Le persone che ospitavano la festa, diffidando della sua ansia di partecipare, gli diedero un indirizzo sbagliato; non volevano che trovasse quel raduno segreto e illegale tra gli alberi.
Quando rilasciò interviste ai media occidentali fu spesso in vicoli bui o in locali deserti, il volto in ombra vicino alla telecamera, o in qualche rossa strada sterrata fuori città, dove continuava a camminare nervosamente.
Discorsi battaglieri
Il secondo modo di essere gay, invece, era di esporsi ed essere orgoglioso. Era questo ciò che preferiva, nonostante i rischi. Nel 1998, appena tornato da alcuni anni di insegnamento in Sud Africa – dove aveva visto crollare l’apartheid, e con esso le vecchie leggi contro la sodomia, e aveva finalmente deciso di ammettere la propria omosessualità – tenne una conferenza stampa in televisione con cui cominciò ad esercitare pressioni per i diritti dei gay nel suo paese.

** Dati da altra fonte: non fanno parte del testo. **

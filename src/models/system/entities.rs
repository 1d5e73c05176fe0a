use chrono::{DateTime, Utc};

/// 程序启动时间，用于计算运行时长
#[derive(Debug, Clone)]
pub struct AppStartTime {
    pub start_datetime: DateTime<Utc>,
}
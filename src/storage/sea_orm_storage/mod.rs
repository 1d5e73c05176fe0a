//! SeaORM 存储实现
//!
//! 统一的数据库存储层，支持 SQLite、PostgreSQL 和 MySQL。

mod quiz_results;
mod quizzes;

use crate::config::{AppConfig, DatabaseConfig};
use crate::errors::{LmsError, Result};
use migration::{Migrator, MigratorTrait};
use sea_orm::{ConnectOptions, Database, DatabaseConnection};
use std::time::Duration;
use tracing::info;

/// SeaORM 存储实现
#[derive(Clone)]
pub struct SeaOrmStorage {
    pub(crate) db: DatabaseConnection,
}

impl SeaOrmStorage {
    /// 使用全局配置创建存储实例
    pub async fn new_async() -> Result<Self> {
        Self::connect(&AppConfig::get().database).await
    }

    /// 按数据库配置连接并运行迁移
    pub async fn connect(config: &DatabaseConfig) -> Result<Self> {
        let db_url = Self::build_database_url(&config.url)?;

        // 根据数据库类型选择连接方式
        let db = if db_url.starts_with("sqlite:") {
            Self::connect_sqlite(&db_url, config).await?
        } else {
            Self::connect_generic(&db_url, config).await?
        };

        // 运行迁移
        Migrator::up(&db, None)
            .await
            .map_err(|e| LmsError::database_operation(format!("数据库迁移失败: {e}")))?;

        info!("SeaORM 存储初始化完成，数据库: {}", db_url);

        Ok(Self { db })
    }

    /// SQLite 专用连接（WAL + pragma 优化）
    async fn connect_sqlite(url: &str, config: &DatabaseConfig) -> Result<DatabaseConnection> {
        use sea_orm::SqlxSqliteConnector;
        use sea_orm::sqlx::sqlite::{
            SqliteConnectOptions, SqliteJournalMode, SqlitePoolOptions, SqliteSynchronous,
        };
        use std::str::FromStr;

        let mut opt = SqliteConnectOptions::from_str(url)
            .map_err(|e| LmsError::database_config(format!("SQLite URL 解析失败: {e}")))?
            .create_if_missing(true)
            .synchronous(SqliteSynchronous::Normal)
            .busy_timeout(Duration::from_secs(5))
            .pragma("cache_size", "-64000")
            .pragma("temp_store", "memory");

        // 内存数据库不支持 WAL
        if !url.contains(":memory:") {
            opt = opt.journal_mode(SqliteJournalMode::Wal);
        }

        let pool = SqlitePoolOptions::new()
            .max_connections(config.pool_size)
            .min_connections(1)
            .test_before_acquire(true)
            .acquire_timeout(Duration::from_secs(config.timeout))
            .connect_with(opt)
            .await
            .map_err(|e| LmsError::database_connection(format!("SQLite 连接失败: {e}")))?;

        Ok(SqlxSqliteConnector::from_sqlx_sqlite_pool(pool))
    }

    /// 通用连接（PostgreSQL、MySQL 等）
    async fn connect_generic(url: &str, config: &DatabaseConfig) -> Result<DatabaseConnection> {
        let mut opt = ConnectOptions::new(url);
        opt.max_connections(config.pool_size)
            .min_connections(1)
            .connect_timeout(Duration::from_secs(config.timeout))
            .acquire_timeout(Duration::from_secs(config.timeout))
            .idle_timeout(Duration::from_secs(600))
            .max_lifetime(Duration::from_secs(1800))
            .sqlx_logging(false)
            .sqlx_logging_level(tracing::log::LevelFilter::Debug);

        Database::connect(opt)
            .await
            .map_err(|e| LmsError::database_connection(format!("无法连接到数据库: {e}")))
    }

    /// 从 URL 自动推断数据库类型并构建连接 URL
    fn build_database_url(url: &str) -> Result<String> {
        if url.starts_with("sqlite:") {
            Ok(url.to_string())
        } else if url == ":memory:" {
            Ok("sqlite::memory:".to_string())
        } else if url.ends_with(".db") || url.ends_with(".sqlite") {
            Ok(format!("sqlite://{}?mode=rwc", url))
        } else if url.starts_with("postgres://")
            || url.starts_with("postgresql://")
            || url.starts_with("mysql://")
            || url.starts_with("mariadb://")
        {
            Ok(url.to_string())
        } else {
            Err(LmsError::database_config(format!(
                "无法从 URL 推断数据库类型: {url}. 支持: sqlite://, postgres://, mysql://, 或 .db/.sqlite 文件路径"
            )))
        }
    }
}

// Storage trait 实现
use crate::models::{
    PaginatedResponse,
    quizzes::{
        entities::{NewQuiz, Quiz},
        requests::QuizListQuery,
        responses::QuizSummary,
    },
    results::{
        entities::{NewQuizResult, QuizResult},
        requests::ResultListQuery,
    },
};
use crate::storage::Storage;
use async_trait::async_trait;

#[async_trait]
impl Storage for SeaOrmStorage {
    // 测验模块
    async fn create_quiz(&self, quiz: NewQuiz) -> Result<Quiz> {
        self.create_quiz_impl(quiz).await
    }

    async fn get_quiz_by_id(&self, quiz_id: i64) -> Result<Option<Quiz>> {
        self.get_quiz_by_id_impl(quiz_id).await
    }

    async fn list_quizzes_with_pagination(
        &self,
        query: QuizListQuery,
    ) -> Result<PaginatedResponse<QuizSummary>> {
        self.list_quizzes_with_pagination_impl(query).await
    }

    async fn delete_quiz(&self, quiz_id: i64) -> Result<bool> {
        self.delete_quiz_impl(quiz_id).await
    }

    // 成绩模块
    async fn create_quiz_result(&self, result: NewQuizResult) -> Result<QuizResult> {
        self.create_quiz_result_impl(result).await
    }

    async fn list_quiz_results_with_pagination(
        &self,
        query: ResultListQuery,
    ) -> Result<PaginatedResponse<QuizResult>> {
        self.list_quiz_results_with_pagination_impl(query).await
    }
}
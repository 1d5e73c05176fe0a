pub mod list;
pub mod record;
pub mod score;

use actix_web::{HttpRequest, HttpResponse, Result as ActixResult};
use std::sync::Arc;

use crate::models::results::requests::{ResultListQuery, ScoreSubmissionRequest};
use crate::storage::Storage;

pub struct ResultService {
    storage: Option<Arc<dyn Storage>>,
}

impl ResultService {
    pub fn new_lazy() -> Self {
        Self { storage: None }
    }

    pub(crate) fn get_storage(&self, request: &HttpRequest) -> Arc<dyn Storage> {
        if let Some(storage) = &self.storage {
            storage.clone()
        } else {
            request
                .app_data::<actix_web::web::Data<Arc<dyn Storage>>>()
                .expect("Storage not found in app data")
                .get_ref()
                .clone()
        }
    }

    /// 对内联测验评分并记录成绩
    pub async fn score_submission(
        &self,
        request: &HttpRequest,
        req: ScoreSubmissionRequest,
    ) -> ActixResult<HttpResponse> {
        score::score_submission(self, request, req).await
    }

    /// 列出成绩
    pub async fn list_results(
        &self,
        request: &HttpRequest,
        query: ResultListQuery,
    ) -> ActixResult<HttpResponse> {
        list::list_results(self, request, query).await
    }
}
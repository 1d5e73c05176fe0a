//! 成绩实体

use sea_orm::entity::prelude::*;

#[derive(Clone, Debug, PartialEq, DeriveEntityModel)]
#[sea_orm(table_name = "quiz_results")]
pub struct Model {
    #[sea_orm(primary_key)]
    pub id: i64,
    pub student_id: String,
    #[sea_orm(nullable)]
    pub quiz_id: Option<i64>,
    pub quiz_title: String,
    pub score: i32,
    pub total: i32,
    #[sea_orm(column_type = "Text")]
    pub feedback_message: String,
    pub created_at: i64,
}

#[derive(Copy, Clone, Debug, EnumIter, DeriveRelation)]
pub enum Relation {
    #[sea_orm(
        belongs_to = "super::quizzes::Entity",
        from = "Column::QuizId",
        to = "super::quizzes::Column::Id"
    )]
    Quiz,
}

impl Related<super::quizzes::Entity> for Entity {
    fn to() -> RelationDef {
        Relation::Quiz.def()
    }
}

impl ActiveModelBehavior for ActiveModel {}

// 从数据库模型转换为业务模型
impl Model {
    pub fn into_quiz_result(self) -> crate::models::results::entities::QuizResult {
        use crate::models::results::entities::QuizResult;
        use chrono::{DateTime, Utc};

        QuizResult {
            id: self.id,
            student_id: self.student_id,
            quiz_id: self.quiz_id,
            quiz_title: self.quiz_title,
            score: self.score.max(0) as u32,
            total: self.total.max(0) as u32,
            feedback_message: self.feedback_message,
            created_at: DateTime::<Utc>::from_timestamp(self.created_at, 0).unwrap_or_default(),
        }
    }
}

La polizia lo picchiò subito dopo, il primo di una serie di pestaggi (era solito mostrare le cicatrici sulla testa, dove gli erano state rotte addosso delle bottiglie), e lo arrestò, il primo di tre arresti.

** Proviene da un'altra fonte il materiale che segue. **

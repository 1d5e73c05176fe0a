use serde::{Deserialize, Serialize};
use ts_rs::TS;

// 分页响应信息
#[derive(Debug, Clone, Serialize, Deserialize, TS)]
#[ts(export, export_to = "pagination.ts")]
pub struct PaginationInfo {
    pub page: i64,
    pub page_size: i64,
    pub total: i64,
    pub total_pages: i64,
}

// 分页列表响应
#[derive(Debug, Clone, Serialize, Deserialize, TS)]
#[ts(export, export_to = "pagination.ts")]
pub struct PaginatedResponse<T: TS> {
    pub items: Vec<T>,
    pub pagination: PaginationInfo,
}

/// 规范化分页参数：page 从 1 开始，size 默认 20，限制在 1..=100
pub fn normalize_page(page: Option<i64>, size: Option<i64>) -> (u64, u64) {
    (
        page.unwrap_or(1).max(1) as u64,
        size.unwrap_or(20).clamp(1, 100) as u64,
    )
}
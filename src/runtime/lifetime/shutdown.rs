use tokio::signal;
use tracing::warn;

/// 等待 Ctrl+C 或 SIGTERM
pub async fn listen_for_shutdown() {
    let ctrl_c = async {
        signal::ctrl_c().await.expect("Failed to listen for Ctrl+C");
    };

    #[cfg(unix)]
    let terminate = async {
        signal::unix::signal(signal::unix::SignalKind::terminate())
            .expect("Failed to listen for SIGTERM")
            .recv()
            .await;
    };

    #[cfg(not(unix))]
    let terminate = std::future::pending::<()>();

    tokio::select! {
        _ = ctrl_c => {},
        _ = terminate => {},
    }

    warn!("Shutdown signal received, initiating graceful shutdown...");
}
//! 测验存储操作

use super::SeaOrmStorage;
use crate::entity::quizzes::{ActiveModel, Column, Entity as Quizzes};
use crate::errors::{LmsError, Result};
use crate::models::{
    PaginatedResponse, PaginationInfo, normalize_page,
    quizzes::{
        entities::{NewQuiz, Quiz},
        requests::QuizListQuery,
        responses::QuizSummary,
    },
};
use crate::utils::escape_like_pattern;
use sea_orm::{
    ActiveModelTrait, ColumnTrait, EntityTrait, PaginatorTrait, QueryFilter, QueryOrder, Set,
};

impl SeaOrmStorage {
    /// 创建测验
    pub async fn create_quiz_impl(&self, quiz: NewQuiz) -> Result<Quiz> {
        let now = chrono::Utc::now().timestamp();
        let questions = serde_json::to_string(&quiz.questions)?;

        let model = ActiveModel {
            title: Set(quiz.title),
            topic: Set(quiz.topic),
            source: Set(quiz.source.to_string()),
            questions: Set(questions),
            created_at: Set(now),
            ..Default::default()
        };

        let result = model
            .insert(&self.db)
            .await
            .map_err(|e| LmsError::database_operation(format!("创建测验失败: {e}")))?;

        result.into_quiz()
    }

    /// 通过 ID 获取测验
    pub async fn get_quiz_by_id_impl(&self, quiz_id: i64) -> Result<Option<Quiz>> {
        let result = Quizzes::find_by_id(quiz_id)
            .one(&self.db)
            .await
            .map_err(|e| LmsError::database_operation(format!("查询测验失败: {e}")))?;

        result.map(|m| m.into_quiz()).transpose()
    }

    /// 列出测验（分页）
    pub async fn list_quizzes_with_pagination_impl(
        &self,
        query: QuizListQuery,
    ) -> Result<PaginatedResponse<QuizSummary>> {
        let (page, size) = normalize_page(query.page, query.size);

        let mut select = Quizzes::find();

        // 标题搜索
        if let Some(ref search) = query.search
            && !search.trim().is_empty()
        {
            let escaped = escape_like_pattern(search.trim());
            select = select.filter(Column::Title.contains(&escaped));
        }

        // 排序
        select = select.order_by_desc(Column::CreatedAt).order_by_desc(Column::Id);

        // 分页查询
        let paginator = select.paginate(&self.db, size);
        let total = paginator
            .num_items()
            .await
            .map_err(|e| LmsError::database_operation(format!("查询测验总数失败: {e}")))?;

        let pages = paginator
            .num_pages()
            .await
            .map_err(|e| LmsError::database_operation(format!("查询测验页数失败: {e}")))?;

        let quizzes = paginator
            .fetch_page(page - 1)
            .await
            .map_err(|e| LmsError::database_operation(format!("查询测验列表失败: {e}")))?;

        let items = quizzes
            .into_iter()
            .map(|m| m.into_quiz().map(QuizSummary::from))
            .collect::<Result<Vec<_>>>()?;

        Ok(PaginatedResponse {
            items,
            pagination: PaginationInfo {
                page: page as i64,
                page_size: size as i64,
                total: total as i64,
                total_pages: pages as i64,
            },
        })
    }

    /// 删除测验
    pub async fn delete_quiz_impl(&self, quiz_id: i64) -> Result<bool> {
        let result = Quizzes::delete_by_id(quiz_id)
            .exec(&self.db)
            .await
            .map_err(|e| LmsError::database_operation(format!("删除测验失败: {e}")))?;

        Ok(result.rows_affected > 0)
    }
}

Per nulla scoraggiato, nel 2004 divenne il co-fondatore di Sexual Minorities Uganda e lanciò campagne contro il disegno di legge anti-omosessualità e i pregiudizi generali.
Era il funzionario conciliatore del gruppo, in parte perché sapeva muoversi nei labirinti della legge, ma soprattutto perché era uno che parlava con voce sonora, perché era impaziente, esigente, arrabbiato (anche troppo, quando beveva birra) e non gli importava che la sua faccia adesso fosse il simbolo dell’ “Uganda Gay” per i giornali scandalistici.
Quando, nell’ottobre scorso, Rolling Stone uscì con un articolo in prima pagina sugli “omo” che “reclutavano proseliti” nelle scuole, promettendo di smascherare 100 di loro e chiedendo che venissero impiccati,
Kato fu uno dei tre che citò in giudizio la rivista. Fu l’unico a presentarsi davanti alla corte per esporre la sua tesi che omosessuali si nasce, non si diventa, e quindi non si poteva essere “reclutati”.
Lui si era reso condo di essere diverso fin da quando era un bambino che viveva a Nakawala, il villaggio dei suoi antenati; anche il suo fratello gemello, John, lo aveva notato e si limitò a ridere quando, anni, dopo Kato fece coming out con lui.
L’anno nuovo sembrava propizio. Il 3 gennaio un giudice condannò Rolling Stone; Kato ricevette un risarcimento di 1,5 milioni di scellini ugandesi, circa 640 dollari.
Non era molto, ma era il principio che importava. Nel frattempo, era stato sospeso il dibattito sul disegno di legge anti-omosessualità, in parte a causa della pressione mondiale che Kato aveva contribuito a suscitare.
Dei giovani continuavano a gironzolare intorno a casa sua. Uno di loro era un ladro ben conosciuto nella zona: un gruppo di teppisti di quella città, responsabili di 15 pestaggi con sbarre di ferro in due mesi.
Secondo la polizia, quando Kato venne ucciso a martellate, il pomeriggio del 26 gennaio (2011), fu semplicemente un’altra vittima di quella serie. Le associazioni omosessuali accusarono i giornali scandalistici per aver incitato alla violenza. I vicini, dando un’occhiata, notarono con sorpresa che il suo sangue sul muro sembrava proprio dello stesso colore del loro.